When you’re not lugging cargo from point A to point B, every major facility in Death Stranding includes a private room in which protagonist Sam Porter Bridges can rest up. These areas are fun diversions from the stress of the rest of the game, allowing you to observe the excellent model the team at Kojima Productions made of actor Norman Reedus, and to just generally goof off between missions. Focus on Sam’s crotch enough times, for example, and he’ll go from playful coyness to straight-up assaulting the camera.
Death Stranding Director’s Cut expands on these moments in some creative ways. The shower, normally a refuge for Sam as he washes off the detritus of his latest haul, can at times play host to a creepy figure who spasms and squirms wit the horror genre’s now-ubiquitous head-shaking effect.
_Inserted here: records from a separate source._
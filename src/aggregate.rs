use polars::prelude::*;

use crate::features::{MONTH, TOTAL_AMOUNT};
use crate::records::{CATEGORY_NAME_ENGLISH, CUSTOMER_ID, ORDER_ID, REVIEW_SCORE};

pub const TOP_N: usize = 10;

const REVIEWS: &str = "reviews";

pub fn sales_by_category(merged: &DataFrame, limit: usize) -> PolarsResult<Vec<(String, f64)>> {
    let top = top_n(sum_by(merged, CATEGORY_NAME_ENGLISH), CATEGORY_NAME_ENGLISH, limit).collect()?;
    labelled_totals(&top, CATEGORY_NAME_ENGLISH)
}

/// Every month present, in calendar order.
pub fn sales_by_month(merged: &DataFrame) -> PolarsResult<Vec<(u32, f64)>> {
    let months = sum_by(merged, MONTH)
        .sort([MONTH], SortMultipleOptions::default())
        .collect()?;

    let keys = months.column(MONTH)?.u32()?;
    let totals = months.column(TOTAL_AMOUNT)?.f64()?;
    Ok(keys
        .into_iter()
        .zip(totals.into_iter())
        .filter_map(|(month, total)| Some((month?, total.unwrap_or(0.0))))
        .collect())
}

pub fn sales_by_customer(merged: &DataFrame, limit: usize) -> PolarsResult<Vec<(String, f64)>> {
    let top = top_n(sum_by(merged, CUSTOMER_ID), CUSTOMER_ID, limit).collect()?;
    labelled_totals(&top, CUSTOMER_ID)
}

pub fn review_score_counts(merged: &DataFrame) -> PolarsResult<Vec<(u32, usize)>> {
    let counts = merged
        .clone()
        .lazy()
        .filter(col(REVIEW_SCORE).is_not_null())
        .group_by([col(REVIEW_SCORE)])
        .agg([col(ORDER_ID).count().cast(DataType::UInt64).alias(REVIEWS)])
        .sort([REVIEW_SCORE], SortMultipleOptions::default())
        .collect()?;

    let scores = counts.column(REVIEW_SCORE)?.u32()?;
    let totals = counts.column(REVIEWS)?.u64()?;
    Ok(scores
        .into_iter()
        .zip(totals.into_iter())
        .filter_map(|(score, n)| Some((score?, n? as usize)))
        .collect())
}

/// Sums `TotalAmount` per key. Rows with a missing key are skipped; a group whose amounts
/// are all missing sums to zero.
fn sum_by(merged: &DataFrame, key: &str) -> LazyFrame {
    merged
        .clone()
        .lazy()
        .filter(col(key).is_not_null())
        .group_by([col(key)])
        .agg([col(TOTAL_AMOUNT).sum()])
}

/// Largest totals first, ties by key so the output is stable.
fn top_n(sums: LazyFrame, key: &str, limit: usize) -> LazyFrame {
    sums.sort(
        [TOTAL_AMOUNT, key],
        SortMultipleOptions::default().with_order_descending_multi([true, false]),
    )
    .limit(limit as IdxSize)
}

fn labelled_totals(top: &DataFrame, key: &str) -> PolarsResult<Vec<(String, f64)>> {
    let keys = top.column(key)?.str()?;
    let totals = top.column(TOTAL_AMOUNT)?.f64()?;
    Ok(keys
        .into_iter()
        .zip(totals.into_iter())
        .filter_map(|(k, total)| Some((k?.to_owned(), total.unwrap_or(0.0))))
        .collect())
}

#[cfg(test)]
mod tests {
    use super::*;
    use crate::clean::clean_orders;
    use crate::features::derive_features;
    use crate::join::merge;
    use crate::records::load_tables;

    fn fixture() -> DataFrame {
        let tables = load_tables("test-inputs").unwrap();
        derive_features(merge(&tables, &clean_orders(tables.orders.clone())).unwrap()).unwrap()
    }

    fn assert_close(actual: f64, expected: f64) {
        assert!(
            (actual - expected).abs() < 1e-9,
            "expected {expected}, got {actual}"
        );
    }

    fn synthetic(customers: &[&str], categories: &[&str], totals: &[f64]) -> DataFrame {
        df!(
            CUSTOMER_ID => customers,
            CATEGORY_NAME_ENGLISH => categories,
            TOTAL_AMOUNT => totals
        )
        .unwrap()
    }

    #[test]
    fn category_sales() {
        let sales = sales_by_category(&fixture(), TOP_N).unwrap();

        assert_eq!(sales.len(), 2);
        assert_eq!(sales[0].0, "computers_accessories");
        assert_close(sales[0].1, 110.0);
        assert_eq!(sales[1].0, "health_beauty");
        assert_close(sales[1].1, 29.99 + 8.72);
    }

    #[test]
    fn monthly_sales_in_calendar_order() {
        let sales = sales_by_month(&fixture()).unwrap();
        let months: Vec<u32> = sales.iter().map(|(m, _)| *m).collect();

        assert_eq!(months, vec![7, 8, 10]);
        // o2 fans out over two payments, so its single item counts twice.
        assert_close(sales[0].1, 110.0);
        assert_close(sales[1].1, 22.0);
        assert_close(sales[2].1, 29.99 + 8.72 + 110.0);
    }

    #[test]
    fn customer_sales() {
        let sales = sales_by_customer(&fixture(), TOP_N).unwrap();
        let customers: Vec<&str> = sales.iter().map(|(c, _)| c.as_str()).collect();

        assert_eq!(customers, vec!["c1", "c2", "c3", "c4"]);
        assert_close(sales[0].1, 29.99 + 8.72 + 110.0);
        assert_close(sales[3].1, 0.0);
    }

    #[test]
    fn review_distribution() {
        let counts = review_score_counts(&fixture()).unwrap();

        assert_eq!(counts, vec![(1, 1), (3, 1), (4, 2), (5, 2)]);
    }

    #[test]
    fn top_ten_is_sorted_and_bounded() {
        let customers: Vec<String> = (0..15).map(|i| format!("c{i:02}")).collect();
        let categories: Vec<String> = (0..15).map(|i| format!("cat{i:02}")).collect();
        let totals: Vec<f64> = (0..15).map(|i| f64::from(i) * 3.5).collect();
        let merged = df!(
            CUSTOMER_ID => customers,
            CATEGORY_NAME_ENGLISH => categories,
            TOTAL_AMOUNT => totals
        )
        .unwrap();

        for sales in [
            sales_by_category(&merged, TOP_N).unwrap(),
            sales_by_customer(&merged, TOP_N).unwrap(),
        ] {
            assert_eq!(sales.len(), TOP_N);
            assert!(sales.windows(2).all(|w| w[0].1 > w[1].1));
            assert_close(sales[0].1, 14.0 * 3.5);
        }
    }

    #[test]
    fn ties_break_by_key() {
        let merged = synthetic(&["b", "a"], &["toys", "garden"], &[5.0, 5.0]);

        let sales = sales_by_customer(&merged, TOP_N).unwrap();

        assert_eq!(sales[0].0, "a");
        assert_eq!(sales[1].0, "b");
    }

    #[test]
    fn rows_of_one_key_are_summed() {
        let merged = synthetic(&["a", "b", "a"], &["toys", "toys", "garden"], &[1.5, 2.0, 4.0]);

        let sales = sales_by_customer(&merged, TOP_N).unwrap();

        assert_eq!(sales, vec![("a".to_owned(), 5.5), ("b".to_owned(), 2.0)]);
    }
}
The creature then rushes Sam before, as with similarly nightmarish scenes in the original Death Stranding, he wakes up.
Some folks are convinced this is a reference to P.T., the “playable teaser” Kojima Productions released in 2014 to reveal its now-canceled Silent Hills project, but I’m not so sure. One fan even pointed out that the dark figure that bursts from the shower may be Hideo Kojima himself, adding to his previous cameos in the game he wrote and directed.
Another new Director’s Cut scene involves the door to the private room opening by itself, with something on the other side producing otherworldly noises. Sam, obviously confused, gets up to investigate, only to be greeted with an underwater scene. A crab scuttles along the ground, but get this: it’s upside-down for some reason. Not the weirdest thing in Death Stranding by a long shot.
We’re then treated to an unsettling image of a whale or large dolphin approaching Sam from behind as he sticks his head out the doorway. Right before the monstrous sea creature devours him, Sam again wakes up with a jolt. Dude definitely needs to invest in some melatonin.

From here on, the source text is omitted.